[What is being asked]
Your answer should be the full set of records, printed exactly as they stand.

[Saved data entries]
↓
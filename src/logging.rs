//! Structured logging setup
//!
//! Provides JSON-formatted and human-readable logging with optional file output.
//! Console output goes to stderr so command output on stdout stays parseable.

use crate::config::LoggingConfig;
use anyhow::Result;
use std::fs::OpenOptions;
use std::sync::Arc;
use tracing_subscriber::{fmt, layer::SubscriberExt, util::SubscriberInitExt, EnvFilter};

/// Build the level filter: `RUST_LOG` wins over the configured level
pub fn env_filter(config: &LoggingConfig) -> Result<EnvFilter> {
    Ok(EnvFilter::try_from_default_env().or_else(|_| EnvFilter::try_new(&config.level))?)
}

/// Initialize logging based on configuration.
///
/// # Arguments
///
/// * `config` - Logging configuration
///
/// # Errors
///
/// Returns an error if the level is invalid, the log file cannot be opened,
/// or a global subscriber is already installed
///
/// # Examples
///
/// ```no_run
/// use hearth::config::LoggingConfig;
/// use hearth::logging::init_logging;
///
/// let config = LoggingConfig {
///     level: "info".to_string(),
///     json_format: true,
///     file_path: None,
/// };
///
/// let result = init_logging(&config);
/// assert!(result.is_ok());
/// ```
pub fn init_logging(config: &LoggingConfig) -> Result<()> {
    let registry = tracing_subscriber::registry().with(env_filter(config)?);

    let file = match &config.file_path {
        Some(path) => Some(Arc::new(
            OpenOptions::new().create(true).append(true).open(path)?,
        )),
        None => None,
    };

    if config.json_format {
        let console_layer = fmt::layer()
            .json()
            .with_current_span(true)
            .with_writer(std::io::stderr);

        match file {
            Some(file) => {
                let file_layer = fmt::layer()
                    .json()
                    .with_current_span(true)
                    .with_writer(file);
                registry.with(console_layer).with(file_layer).try_init()?;
            }
            None => registry.with(console_layer).try_init()?,
        }
    } else {
        let console_layer = fmt::layer()
            .with_target(true)
            .with_level(true)
            .with_writer(std::io::stderr);

        match file {
            Some(file) => {
                let file_layer = fmt::layer()
                    .with_target(true)
                    .with_level(true)
                    .with_ansi(false)
                    .with_writer(file);
                registry.with(console_layer).with(file_layer).try_init()?;
            }
            None => registry.with(console_layer).try_init()?,
        }
    }

    Ok(())
}

#[cfg(test)]
mod tests {
    use super::*;
    use serial_test::serial;

    #[test]
    #[serial]
    fn test_env_filter_accepts_configured_level() {
        std::env::remove_var("RUST_LOG");
        let config = LoggingConfig {
            level: "hearth=debug".to_string(),
            ..Default::default()
        };
        assert!(env_filter(&config).is_ok());
    }

    #[test]
    #[serial]
    fn test_env_filter_rejects_garbage_level() {
        std::env::remove_var("RUST_LOG");
        let config = LoggingConfig {
            level: "hearth=notalevel".to_string(),
            ..Default::default()
        };
        assert!(env_filter(&config).is_err());
    }
}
↑
[Reply to the task]
filename src/logging.rs
//! Structured logging setup
//!
//! Provides JSON-formatted and human-readable logging with optional file output.
//! Console output goes to stderr so command output on stdout stays parseable.

use crate::config::LoggingConfig;
use anyhow::Result;
use std::fs::OpenOptions;
use std::sync::Arc;
use tracing_subscriber::{fmt, layer::SubscriberExt, util::SubscriberInitExt, EnvFilter};

/// Build the level filter: `RUST_LOG` wins over the configured level
pub fn env_filter(config: &LoggingConfig) -> Result<EnvFilter> {
    Ok(EnvFilter::try_from_default_env().or_else(|_| EnvFilter::try_new(&config.level))?)
}

/// Initialize logging based on configuration.
///
/// # Arguments
///
/// * `config` - Logging configuration
///
/// # Errors
///
/// Returns an error if the level is invalid, the log file cannot be opened,
/// or a global subscriber is already installed
///
/// # Examples
///
/// ```no_run
/// use hearth::config::LoggingConfig;
/// use hearth::logging::init_logging;
///
/// let config = LoggingConfig {
///     level: "info".to_string(),
///     json_format: true,
///     file_path: None,
/// };
///
/// let result = init_logging(&config);
/// assert!(result.is_ok());
/// ```
pub fn init_logging(config: &LoggingConfig) -> Result<()> {
    let registry = tracing_subscriber::registry().with(env_filter(config)?);

    let file = match &config.file_path {
        Some(path) => Some(Arc::new(
            OpenOptions::new().create(true).append(true).open(path)?,
        )),
        None => None,
    };

    if config.json_format {
        let console_layer = fmt::layer()
            .json()
            .with_current_span(true)
            .with_writer(std::io::stderr);

        match file {
            Some(file) => {
                let file_layer = fmt::layer()
                    .json()
                    .with_current_span(true)
                    .with_writer(file);
                registry.with(console_layer).with(file_layer).try_init()?;
            }
            None => registry.with(console_layer).try_init()?,
        }
    } else {
        let console_layer = fmt::layer()
            .with_target(true)
            .with_level(true)
            .with_writer(std::io::stderr);

        match file {
            Some(file) => {
                let file_layer = fmt::layer()
                    .with_target(true)
                    .with_level(true)
                    .with_ansi(false)
                    .with_writer(file);
                registry.with(console_layer).with(file_layer).try_init()?;
            }
            None => registry.with(console_layer).try_init()?,
        }
    }

    Ok(())
}

#[cfg(test)]
mod tests {
    use super::*;
    use serial_test::serial;

    #[test]
    #[serial]
    fn test_env_filter_accepts_configured_level() {
        std::env::remove_var("RUST_LOG");
        let config = LoggingConfig {
            level: "hearth=debug".to_string(),
            ..Default::default()
        };
        assert!(env_filter(&config).is_ok());
    }

    #[test]
    #[serial]
    fn test_env_filter_rejects_garbage_level() {
        std::env::remove_var("RUST_LOG");
        let config = LoggingConfig {
            level: "hearth=notalevel".to_string(),
            ..Default::default()
        };
        assert!(env_filter(&config).is_err());
    }
}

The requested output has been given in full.